Sometimes when we speak of God’s mercy, we imagine that in forgiving us the Lord is quietly condoning our sins, telling us that they are not as bad as we thought. But God’s mercy is not a “get out of jail free card” from our old Monopoly game; that really sells short how marvelous God’s mercy really is. When we welcome God’s mercy, especially in the Sacrament of Reconciliation, we allow God’s mighty power to enter our hearts not only to cleanse us of our sins but to strengthen us to sin no more, to lay aside those sins that bring so much unhappiness to ourselves and others, that cause us to lead a double life to one degree or another – those sins that make it difficult for us to live with ourselves and with our consciences.
III. The Process of Conversion
At the top of this homily I spoke of St. Patrick who converted from a pagan way of life and instead became a follower of Jesus and one of the greatest leaders in the long history of the Catholic Church. I should imagine that his conversion as well as the conversion to which Jesus invited the woman in today’s Gospel, followed the pattern that St. Paul outlines for us in our 2nd reading from Philippians.

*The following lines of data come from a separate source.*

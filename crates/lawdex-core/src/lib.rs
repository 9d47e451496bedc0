//! # Lawdex Core
//!
//! Shared, I/O-free logic for Lawdex: the legal-text chunker, corpus change
//! detection, storage and index abstractions, and the hybrid rank-fusion
//! retrieval engine.
//!
//! This crate contains no tokio runtime, sqlx, or filesystem access. The
//! `lawdex` application crate supplies SQLite-backed implementations of the
//! traits defined here; the in-memory implementations in [`store::memory`],
//! [`index`], and [`lexical`] back the tests.
//!
//! | Module | Purpose |
//! |--------|---------|
//! | [`chunk`] | State-machine parser: legal text → path-stamped chunks |
//! | [`changes`] | Diff a corpus scan against the file registry |
//! | [`embedding`] | Embedding provider trait and vector utilities |
//! | [`error`] | Typed build and retrieval errors |
//! | [`index`] | Semantic index trait and flat in-memory index |
//! | [`lexical`] | Lexical index trait, CJK-aware tokenizer, BM25 index |
//! | [`models`] | Documents, chunks, registry entries |
//! | [`search`] | Reciprocal rank fusion and category reweighting |
//! | [`store`] | Chunk storage trait and in-memory store |

pub mod changes;
pub mod chunk;
pub mod embedding;
pub mod error;
pub mod index;
pub mod lexical;
pub mod models;
pub mod search;
pub mod store;
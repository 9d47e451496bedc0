//! Storage abstraction for Lawdex.
//!
//! The [`Store`] trait covers everything the build pipeline and the
//! retrieval engine need from persistent storage: the file registry,
//! documents, chunks, chunk vectors, and named checkpoints.
//!
//! Implementations must be `Send + Sync` and make every multi-row write
//! atomic: a crash mid-call leaves either the old or the new state, never
//! a mixture.

pub mod memory;

use anyhow::Result;
use async_trait::async_trait;
use serde::Serialize;

use crate::models::{Document, FileRecord, ParsedDocument, PendingChunk, StoredChunk};

/// Checkpoint holding the highest chunk id whose batch was vectorized.
pub const VECTORIZE_CHECKPOINT: &str = "vectorize";
/// Checkpoint set to 1 when storage changed since the last index rebuild.
pub const REINDEX_PENDING: &str = "reindex_pending";

/// A document with its current chunks, in chunk order.
#[derive(Debug, Clone, Serialize)]
pub struct DocumentResponse {
    #[serde(flatten)]
    pub document: Document,
    pub chunks: Vec<StoredChunk>,
}

/// One vector produced by the embedding provider.
#[derive(Debug, Clone, PartialEq)]
pub struct VectorRecord {
    pub chunk_id: i64,
    pub vector: Vec<f32>,
}

/// Row counts for `lawdex stats`.
#[derive(Debug, Clone, Default, PartialEq, Serialize)]
pub struct StoreStats {
    pub files_active: i64,
    pub files_archived: i64,
    pub documents_active: i64,
    pub documents_archived: i64,
    pub chunks: i64,
    pub vectors: i64,
}

/// Abstract storage backend.
///
/// | Method | Purpose |
/// |--------|---------|
/// | [`list_files`](Store::list_files) | Whole file registry |
/// | [`replace_file`](Store::replace_file) | Re-parse result for one file, atomically |
/// | [`archive_file`](Store::archive_file) | Retire a deleted file |
/// | [`missing_vectors`](Store::missing_vectors) | Chunks with no vector, id order |
/// | [`save_vectors`](Store::save_vectors) | One vector batch plus checkpoint, atomically |
/// | [`get_checkpoint`](Store::get_checkpoint) / [`set_checkpoint`](Store::set_checkpoint) | Named cursors |
/// | [`all_vectors`](Store::all_vectors) / [`all_chunk_texts`](Store::all_chunk_texts) | Index rebuild input |
/// | [`get_chunks`](Store::get_chunks) | Resolve fused ids |
/// | [`get_document`](Store::get_document) | Document with chunks |
#[async_trait]
pub trait Store: Send + Sync {
    /// Every registry entry, active and archived, ordered by path.
    async fn list_files(&self) -> Result<Vec<FileRecord>>;

    /// Replace everything stored for `file` with `documents`.
    ///
    /// One transaction: upsert the registry row (active), upsert each
    /// document, archive the file's documents whose ordinal is no longer
    /// produced, delete the file's old chunks and vectors, insert the new
    /// chunks. Returns the number of chunks written.
    async fn replace_file(&self, file: &FileRecord, documents: &[ParsedDocument]) -> Result<usize>;

    /// Mark the registry entry and its documents archived and delete their
    /// chunks and vectors. The rows themselves are kept.
    async fn archive_file(&self, path: &str, archived_at: i64) -> Result<()>;

    /// Up to `limit` chunks with id greater than `after_id` that have no
    /// vector, ascending by id.
    async fn missing_vectors(&self, after_id: i64, limit: usize) -> Result<Vec<PendingChunk>>;

    async fn count_missing_vectors(&self) -> Result<i64>;

    /// Persist a batch of vectors and set the vectorize checkpoint in one
    /// transaction. Vectors for chunks deleted meanwhile are dropped.
    async fn save_vectors(&self, vectors: &[VectorRecord], model: &str, checkpoint: i64) -> Result<()>;

    async fn get_checkpoint(&self, name: &str) -> Result<Option<i64>>;

    async fn set_checkpoint(&self, name: &str, value: i64) -> Result<()>;

    /// All stored vectors, ascending by chunk id.
    async fn all_vectors(&self) -> Result<Vec<(i64, Vec<f32>)>>;

    /// All stamped chunk texts, ascending by chunk id.
    async fn all_chunk_texts(&self) -> Result<Vec<(i64, String)>>;

    /// Chunks for the given ids, in the order requested. Unknown ids are
    /// skipped.
    async fn get_chunks(&self, ids: &[i64]) -> Result<Vec<StoredChunk>>;

    /// A document by id, archived or not.
    async fn get_document(&self, id: &str) -> Result<Option<DocumentResponse>>;

    async fn stats(&self) -> Result<StoreStats>;
}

That conversion is not a matter of trading in one set of rules for another. No, St. Paul says, “I consider everything as a loss because of the supreme good of knowing Jesus Christ my Lord. For his sake I have accepted the loss of all things and I consider them so much rubbish, that I may gain Christ and be found in him . . .” What Jesus wanted the woman caught in adultery to discover was real love, and the power of real love to transform the human heart, tortuous as it is, so that it freely embraces what is right and good and true. To put the matter more directly, when we fall in love with Christ in an absolute way, those hurt feelings we hold on to, the anger and resentment we harbor, those sinful habits we cling to as closely guarded secrets – those possessions and comforts we don’t think we can live without – all that becomes worthless and we’re willing to leave it behind. When the priest pronounces the words of absolution in confession, we hear Jesus inviting us – “Go and sin no more – and we hear St. Paul saying to us, “You can leave these sins behind – so long as you open your heart through faith in Christ to the power of the Cross and the power of the Resurrection over sin and death.” It’s not a matter of our earning our righteousness by following the rules but rather of our allowing Christ to come and take possession of our hearts, allowing ourselves to be loved as we have never before been loved – such that we forget what lies behind and we press on to what lies ahead – namely, life in Christ Jesus beginning now but consummated fully in heaven.
That is why Patrick went to Ireland. That is why Pope Francis sent out missionaries of mercy. That is why Jesus forgave the woman caught in adultery. That is why we are here today, at this Basilica, to celebrate this Mass – in the hope of finding that mercy which surpasses everything we’ve ever known.
May God bless us and keep us in his love!